While that might signal that the market is in for a correction, we’ve seen similar numbers at the lake in past years without a drop in value.  The mid-year numbers in 2014, for example, looked a lot like today. Sales were down 18 percent from the year before, but the median sales price was up 3 percent.  Prices might have been expected to cool, but on the contrary, the median sales price shot up 13 percent the following year, and 2016 was a banner year, with home values and the pace of sales up over previous years.

Tahoe is largely a vacation home destination, a place where buyers don’t need to buy and sellers, often, don’t need to sell.  Yet somehow, homes continue to change hands here, often for multi-million dollar price tags. 

Notable, this year, was Mark Zuckerberg’s purchase of the Brushwood Estate, a sprawling Westshore lakefront that closed for $37 million in January ($2.5 million under asking), and came on the heels of the Facebook founder’s purchase of the adjacent lakefront estate the month before for $22 million (originally listed in 2017 at $32 million).

Is the Luxury Market Recession-Proof?

No real estate investment is entirely recession proof. But some weather market downturns better than others. And that’s been true for some luxury markets across the country, including Tahoe, where environmental controls constrict supply.

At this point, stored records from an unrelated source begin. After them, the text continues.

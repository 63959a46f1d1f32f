//! ExamPrep Service - HTTP API for credits and paper generation
//!
//! This is the main entry point for the examprep service.

use std::sync::Arc;

use tracing_subscriber::{layer::SubscriberExt, util::SubscriberInitExt};

use examprep_service::{create_router, AppState, ServiceConfig, StoreBackend};
use examprep_store::{MemoryStore, PgStore, Store};

#[tokio::main]
async fn main() -> Result<(), Box<dyn std::error::Error>> {
    // Initialize tracing
    tracing_subscriber::registry()
        .with(
            tracing_subscriber::EnvFilter::try_from_default_env()
                .unwrap_or_else(|_| "info,examprep=debug".into()),
        )
        .with(tracing_subscriber::fmt::layer())
        .init();

    tracing::info!("Starting ExamPrep Service");

    // Load configuration from environment
    let config = ServiceConfig::from_env();

    tracing::info!(
        listen_addr = %config.listen_addr,
        store_backend = ?config.store_backend,
        generator_configured = %config.generator_url.is_some(),
        razorpay_configured = %config.razorpay_key_id.is_some(),
        "Service configuration loaded"
    );

    let store = open_store(&config).await?;

    // Build app state; this also starts the generation worker
    let state = AppState::new(store, config.clone());
    state.papers.resume_pending().await?;

    // Create the router
    let app = create_router(state);
    tracing::info!("Router configured with all API endpoints");

    // Start HTTP server
    tracing::info!(listen_addr = %config.listen_addr, "Starting HTTP server");
    let listener = tokio::net::TcpListener::bind(&config.listen_addr).await?;
    axum::serve(listener, app).await?;

    Ok(())
}

async fn open_store(config: &ServiceConfig) -> Result<Arc<dyn Store>, Box<dyn std::error::Error>> {
    match config.store_backend {
        StoreBackend::Postgres => {
            let url = config
                .database_url
                .as_deref()
                .ok_or("STORE_BACKEND=postgres requires DATABASE_URL")?;
            tracing::info!("Connecting to PostgreSQL");
            let store = PgStore::connect(url, config.database_max_connections).await?;
            store.migrate().await?;
            Ok(Arc::new(store))
        }
        StoreBackend::Memory => {
            tracing::warn!("Using in-memory store - data is lost on restart");
            Ok(Arc::new(MemoryStore::new()))
        }
        #[cfg(feature = "rocksdb-backend")]
        StoreBackend::RocksDb => {
            tracing::info!(path = %config.data_dir, "Opening RocksDB store");
            Ok(Arc::new(examprep_store::RocksStore::open(&config.data_dir)?))
        }
        #[cfg(not(feature = "rocksdb-backend"))]
        StoreBackend::RocksDb => {
            Err("STORE_BACKEND=rocksdb requires the rocksdb-backend feature".into())
        }
    }
}
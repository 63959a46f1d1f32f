//! Health check handlers.

use axum::Json;
use serde::Serialize;

use super::{ok, ApiResponse};

/// Health check response.
#[derive(Debug, Serialize)]
pub struct HealthResponse {
    /// Service status.
    pub status: String,
    /// Service name.
    pub service: String,
    /// Service version.
    pub version: String,
}

/// Health check endpoint.
pub async fn health() -> Json<ApiResponse<HealthResponse>> {
    ok(HealthResponse {
        status: "ok".to_string(),
        service: "examprep".to_string(),
        version: env!("CARGO_PKG_VERSION").to_string(),
    })
}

Tahoe’s luxury market (homes priced over $1 million), saw record high median sales prices while the overall housing market was in the trough.  In 2011-12, for example, the median price of a luxury home in Tahoe/Truckee hit a high of $1.8 million. At Lake Tahoe’s North and Westshore, the median price of luxury homes similarly climbed to more than $2.5 million that year.

Call it the scarcity driver. It’s a big lake (72 miles in circumference). But there are only so many feet of lakefront to go around, and scarcity in any market keeps prices high.  When the stock market is volatile, and the economy is weak, real estate remains an attractive long-term investment.

The other driver on the Nevada side of the lake for many buyers is taxes.  As a broker in both California & Nevada, I’ve seen this firsthand. When Gavin Newsom even mentions new taxes, my phone starts ringing.  And buyers who have sufficient assets to worry about protecting them, typically can afford luxury homes.

With no state income tax, no inheritance tax, and favorable tax treatment for some business entities, Nevada has lured buyers in a position to take advantage of its hospitable tax climate.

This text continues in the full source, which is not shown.